====== PROVIDED RECORDS ======

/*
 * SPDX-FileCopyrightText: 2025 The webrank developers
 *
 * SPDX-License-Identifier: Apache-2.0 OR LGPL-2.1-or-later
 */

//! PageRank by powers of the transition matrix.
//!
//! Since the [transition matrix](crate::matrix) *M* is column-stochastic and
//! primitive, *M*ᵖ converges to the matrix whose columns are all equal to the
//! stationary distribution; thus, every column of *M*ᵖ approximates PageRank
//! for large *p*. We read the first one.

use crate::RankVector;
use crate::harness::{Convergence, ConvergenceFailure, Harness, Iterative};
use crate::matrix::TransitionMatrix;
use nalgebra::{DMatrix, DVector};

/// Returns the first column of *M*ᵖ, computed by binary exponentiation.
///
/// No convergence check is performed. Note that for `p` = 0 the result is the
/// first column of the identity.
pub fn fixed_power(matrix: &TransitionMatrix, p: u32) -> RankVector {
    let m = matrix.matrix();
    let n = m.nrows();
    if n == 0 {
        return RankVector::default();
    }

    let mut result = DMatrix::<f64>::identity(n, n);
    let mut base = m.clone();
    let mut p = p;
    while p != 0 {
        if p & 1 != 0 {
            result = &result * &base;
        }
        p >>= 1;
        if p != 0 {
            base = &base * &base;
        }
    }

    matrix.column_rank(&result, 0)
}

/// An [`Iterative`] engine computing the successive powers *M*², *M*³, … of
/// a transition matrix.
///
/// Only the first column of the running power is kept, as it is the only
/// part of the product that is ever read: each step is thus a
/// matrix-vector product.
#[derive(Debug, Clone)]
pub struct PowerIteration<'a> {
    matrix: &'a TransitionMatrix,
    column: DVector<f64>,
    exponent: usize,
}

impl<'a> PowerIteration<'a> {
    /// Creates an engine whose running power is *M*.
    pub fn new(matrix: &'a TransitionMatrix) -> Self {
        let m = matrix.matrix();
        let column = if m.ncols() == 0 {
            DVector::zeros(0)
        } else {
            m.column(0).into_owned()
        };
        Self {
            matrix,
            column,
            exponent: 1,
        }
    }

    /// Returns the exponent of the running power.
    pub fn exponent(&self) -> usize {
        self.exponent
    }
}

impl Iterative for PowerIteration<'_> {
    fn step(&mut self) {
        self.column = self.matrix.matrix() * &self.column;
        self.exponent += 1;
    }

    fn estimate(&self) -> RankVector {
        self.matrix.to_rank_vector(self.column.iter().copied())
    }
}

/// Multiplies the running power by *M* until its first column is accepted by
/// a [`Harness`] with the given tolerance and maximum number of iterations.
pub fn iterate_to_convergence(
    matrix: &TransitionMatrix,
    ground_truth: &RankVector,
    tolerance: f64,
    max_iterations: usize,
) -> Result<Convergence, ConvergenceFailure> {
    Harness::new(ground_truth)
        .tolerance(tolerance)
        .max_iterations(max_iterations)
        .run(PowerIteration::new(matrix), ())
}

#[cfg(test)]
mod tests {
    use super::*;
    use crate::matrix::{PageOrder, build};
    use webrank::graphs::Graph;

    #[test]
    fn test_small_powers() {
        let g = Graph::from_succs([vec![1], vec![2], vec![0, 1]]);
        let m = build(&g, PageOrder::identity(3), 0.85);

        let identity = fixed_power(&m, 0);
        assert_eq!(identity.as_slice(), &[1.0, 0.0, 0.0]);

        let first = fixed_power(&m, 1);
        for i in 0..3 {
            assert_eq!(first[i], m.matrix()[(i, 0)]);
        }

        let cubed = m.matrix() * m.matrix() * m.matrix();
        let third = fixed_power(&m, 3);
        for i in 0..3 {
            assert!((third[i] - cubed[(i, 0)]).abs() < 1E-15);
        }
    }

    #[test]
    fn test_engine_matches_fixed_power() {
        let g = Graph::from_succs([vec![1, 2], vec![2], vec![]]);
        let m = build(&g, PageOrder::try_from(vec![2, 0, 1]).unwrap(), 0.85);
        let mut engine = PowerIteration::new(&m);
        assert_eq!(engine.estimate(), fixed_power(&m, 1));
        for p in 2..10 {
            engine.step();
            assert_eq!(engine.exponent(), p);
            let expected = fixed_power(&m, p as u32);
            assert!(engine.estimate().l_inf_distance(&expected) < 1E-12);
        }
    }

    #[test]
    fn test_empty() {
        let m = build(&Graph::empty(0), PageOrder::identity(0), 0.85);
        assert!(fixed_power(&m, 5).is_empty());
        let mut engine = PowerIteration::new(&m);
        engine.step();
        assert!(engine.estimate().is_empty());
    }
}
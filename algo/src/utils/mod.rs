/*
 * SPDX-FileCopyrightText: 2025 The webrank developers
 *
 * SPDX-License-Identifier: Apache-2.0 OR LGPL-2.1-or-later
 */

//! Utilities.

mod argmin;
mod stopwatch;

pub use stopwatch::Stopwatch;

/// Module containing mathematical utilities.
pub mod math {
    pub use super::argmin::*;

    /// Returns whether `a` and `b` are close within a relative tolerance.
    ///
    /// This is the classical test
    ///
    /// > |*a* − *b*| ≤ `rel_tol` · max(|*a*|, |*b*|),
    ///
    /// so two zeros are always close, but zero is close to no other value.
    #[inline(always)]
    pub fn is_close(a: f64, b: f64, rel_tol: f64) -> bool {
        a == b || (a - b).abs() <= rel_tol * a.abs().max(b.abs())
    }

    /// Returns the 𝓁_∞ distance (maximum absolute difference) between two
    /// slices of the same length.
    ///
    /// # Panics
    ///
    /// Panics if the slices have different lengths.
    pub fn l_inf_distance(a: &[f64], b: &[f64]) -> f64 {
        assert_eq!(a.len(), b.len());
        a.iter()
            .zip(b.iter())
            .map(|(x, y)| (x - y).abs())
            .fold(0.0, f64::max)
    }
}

======
====== PROVIDED RECORDS ======

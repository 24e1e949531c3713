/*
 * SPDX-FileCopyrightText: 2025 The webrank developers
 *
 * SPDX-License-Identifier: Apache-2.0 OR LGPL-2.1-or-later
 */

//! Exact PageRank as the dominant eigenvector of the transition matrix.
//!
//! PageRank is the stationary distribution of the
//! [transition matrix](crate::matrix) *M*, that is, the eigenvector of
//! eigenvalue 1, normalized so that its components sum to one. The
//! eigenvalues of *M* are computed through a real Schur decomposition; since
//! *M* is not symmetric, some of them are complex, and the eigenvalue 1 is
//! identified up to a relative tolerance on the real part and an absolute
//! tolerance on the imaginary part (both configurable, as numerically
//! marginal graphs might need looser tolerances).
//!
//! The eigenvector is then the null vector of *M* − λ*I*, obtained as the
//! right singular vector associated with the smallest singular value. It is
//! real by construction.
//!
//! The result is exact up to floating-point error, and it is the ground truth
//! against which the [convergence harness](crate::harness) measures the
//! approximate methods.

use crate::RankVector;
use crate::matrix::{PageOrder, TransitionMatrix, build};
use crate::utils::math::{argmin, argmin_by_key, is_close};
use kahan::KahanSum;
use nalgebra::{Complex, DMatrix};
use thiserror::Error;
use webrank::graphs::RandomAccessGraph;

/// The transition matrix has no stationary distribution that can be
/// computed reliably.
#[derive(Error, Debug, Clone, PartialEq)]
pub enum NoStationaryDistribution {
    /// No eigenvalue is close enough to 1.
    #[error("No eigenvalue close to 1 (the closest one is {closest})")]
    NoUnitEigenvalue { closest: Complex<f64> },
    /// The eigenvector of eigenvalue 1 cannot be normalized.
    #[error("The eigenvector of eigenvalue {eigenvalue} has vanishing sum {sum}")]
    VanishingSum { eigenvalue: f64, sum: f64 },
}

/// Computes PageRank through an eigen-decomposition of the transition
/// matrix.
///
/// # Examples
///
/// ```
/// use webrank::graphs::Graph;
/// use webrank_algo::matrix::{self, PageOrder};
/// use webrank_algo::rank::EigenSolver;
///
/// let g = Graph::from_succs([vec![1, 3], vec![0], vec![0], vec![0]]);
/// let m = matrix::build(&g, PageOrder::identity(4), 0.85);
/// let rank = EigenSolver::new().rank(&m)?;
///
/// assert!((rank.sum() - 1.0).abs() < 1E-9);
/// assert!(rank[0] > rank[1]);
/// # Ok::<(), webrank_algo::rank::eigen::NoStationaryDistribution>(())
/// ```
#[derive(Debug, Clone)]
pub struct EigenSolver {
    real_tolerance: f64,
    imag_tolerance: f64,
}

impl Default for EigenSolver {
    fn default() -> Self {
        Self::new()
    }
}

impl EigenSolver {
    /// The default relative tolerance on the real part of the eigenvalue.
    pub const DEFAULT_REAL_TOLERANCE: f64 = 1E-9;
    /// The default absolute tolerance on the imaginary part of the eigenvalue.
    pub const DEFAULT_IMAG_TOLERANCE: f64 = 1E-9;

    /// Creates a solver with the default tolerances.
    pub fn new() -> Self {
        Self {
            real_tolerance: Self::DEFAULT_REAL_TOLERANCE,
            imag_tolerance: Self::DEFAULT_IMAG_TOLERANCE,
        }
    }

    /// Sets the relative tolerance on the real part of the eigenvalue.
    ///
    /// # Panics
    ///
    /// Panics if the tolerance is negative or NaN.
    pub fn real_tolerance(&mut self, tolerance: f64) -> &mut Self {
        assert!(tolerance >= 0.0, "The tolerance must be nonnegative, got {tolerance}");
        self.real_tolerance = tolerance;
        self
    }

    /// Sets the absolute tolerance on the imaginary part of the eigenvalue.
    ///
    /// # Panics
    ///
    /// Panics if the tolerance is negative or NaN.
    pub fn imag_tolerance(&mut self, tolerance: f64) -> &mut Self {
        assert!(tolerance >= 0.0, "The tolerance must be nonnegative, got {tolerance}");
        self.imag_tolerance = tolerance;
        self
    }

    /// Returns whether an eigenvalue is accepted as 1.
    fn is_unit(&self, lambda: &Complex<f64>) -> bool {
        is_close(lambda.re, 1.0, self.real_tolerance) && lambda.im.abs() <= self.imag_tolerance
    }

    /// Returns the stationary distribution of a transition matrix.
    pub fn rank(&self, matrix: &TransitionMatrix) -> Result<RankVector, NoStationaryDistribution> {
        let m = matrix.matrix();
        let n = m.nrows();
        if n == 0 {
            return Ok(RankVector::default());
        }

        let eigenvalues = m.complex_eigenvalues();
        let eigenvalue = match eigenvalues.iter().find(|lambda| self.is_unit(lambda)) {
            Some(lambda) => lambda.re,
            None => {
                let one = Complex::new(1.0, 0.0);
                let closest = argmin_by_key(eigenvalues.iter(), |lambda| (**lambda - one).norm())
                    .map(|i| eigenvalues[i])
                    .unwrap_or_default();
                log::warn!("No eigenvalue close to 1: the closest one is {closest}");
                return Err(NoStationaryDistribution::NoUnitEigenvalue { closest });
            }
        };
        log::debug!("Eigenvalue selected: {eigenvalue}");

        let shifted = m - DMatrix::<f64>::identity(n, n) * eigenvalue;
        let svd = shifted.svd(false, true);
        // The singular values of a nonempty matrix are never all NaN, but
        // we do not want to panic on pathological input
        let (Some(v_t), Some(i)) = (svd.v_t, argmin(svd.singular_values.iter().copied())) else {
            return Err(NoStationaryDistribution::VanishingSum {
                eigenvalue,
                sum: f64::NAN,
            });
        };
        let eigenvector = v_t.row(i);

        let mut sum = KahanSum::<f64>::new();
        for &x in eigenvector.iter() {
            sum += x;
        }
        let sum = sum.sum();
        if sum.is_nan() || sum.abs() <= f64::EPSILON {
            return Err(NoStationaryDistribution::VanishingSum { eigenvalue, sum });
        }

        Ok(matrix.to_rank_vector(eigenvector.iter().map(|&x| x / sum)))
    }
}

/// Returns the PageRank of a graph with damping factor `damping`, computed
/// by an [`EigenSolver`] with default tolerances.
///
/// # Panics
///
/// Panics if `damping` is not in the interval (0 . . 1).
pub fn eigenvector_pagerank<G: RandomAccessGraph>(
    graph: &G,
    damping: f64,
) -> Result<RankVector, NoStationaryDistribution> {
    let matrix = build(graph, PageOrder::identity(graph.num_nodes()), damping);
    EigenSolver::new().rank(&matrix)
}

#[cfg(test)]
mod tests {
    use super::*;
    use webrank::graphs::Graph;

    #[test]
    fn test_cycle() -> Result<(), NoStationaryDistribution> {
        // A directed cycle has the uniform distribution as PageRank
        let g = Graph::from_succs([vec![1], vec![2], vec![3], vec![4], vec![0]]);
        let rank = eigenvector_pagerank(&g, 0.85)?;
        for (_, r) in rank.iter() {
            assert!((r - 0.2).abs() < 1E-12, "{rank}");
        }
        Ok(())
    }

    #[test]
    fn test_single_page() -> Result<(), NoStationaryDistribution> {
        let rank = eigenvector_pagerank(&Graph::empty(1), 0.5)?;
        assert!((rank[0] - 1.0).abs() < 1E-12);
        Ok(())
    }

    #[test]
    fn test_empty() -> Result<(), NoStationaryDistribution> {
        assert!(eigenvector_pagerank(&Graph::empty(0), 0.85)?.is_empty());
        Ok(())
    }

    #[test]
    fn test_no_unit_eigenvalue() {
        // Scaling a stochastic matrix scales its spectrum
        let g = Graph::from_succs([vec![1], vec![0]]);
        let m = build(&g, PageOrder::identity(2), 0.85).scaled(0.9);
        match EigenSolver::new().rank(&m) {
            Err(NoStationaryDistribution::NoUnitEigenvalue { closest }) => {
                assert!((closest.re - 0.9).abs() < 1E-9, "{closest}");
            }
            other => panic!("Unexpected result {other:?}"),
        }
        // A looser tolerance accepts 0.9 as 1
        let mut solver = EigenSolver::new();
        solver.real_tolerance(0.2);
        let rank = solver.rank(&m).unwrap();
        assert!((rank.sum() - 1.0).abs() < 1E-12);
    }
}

======

▶ _WORK REQUIRED_: Only lines with the word "running" are wanted, so copy each one from the records.

▶ _WRITTEN RESPONSE_:
/// Only the first column of the running power is kept, as it is the only
    /// Creates an engine whose running power is *M*.
    /// Returns the exponent of the running power.
/// Multiplies the running power by *M* until its first column is accepted by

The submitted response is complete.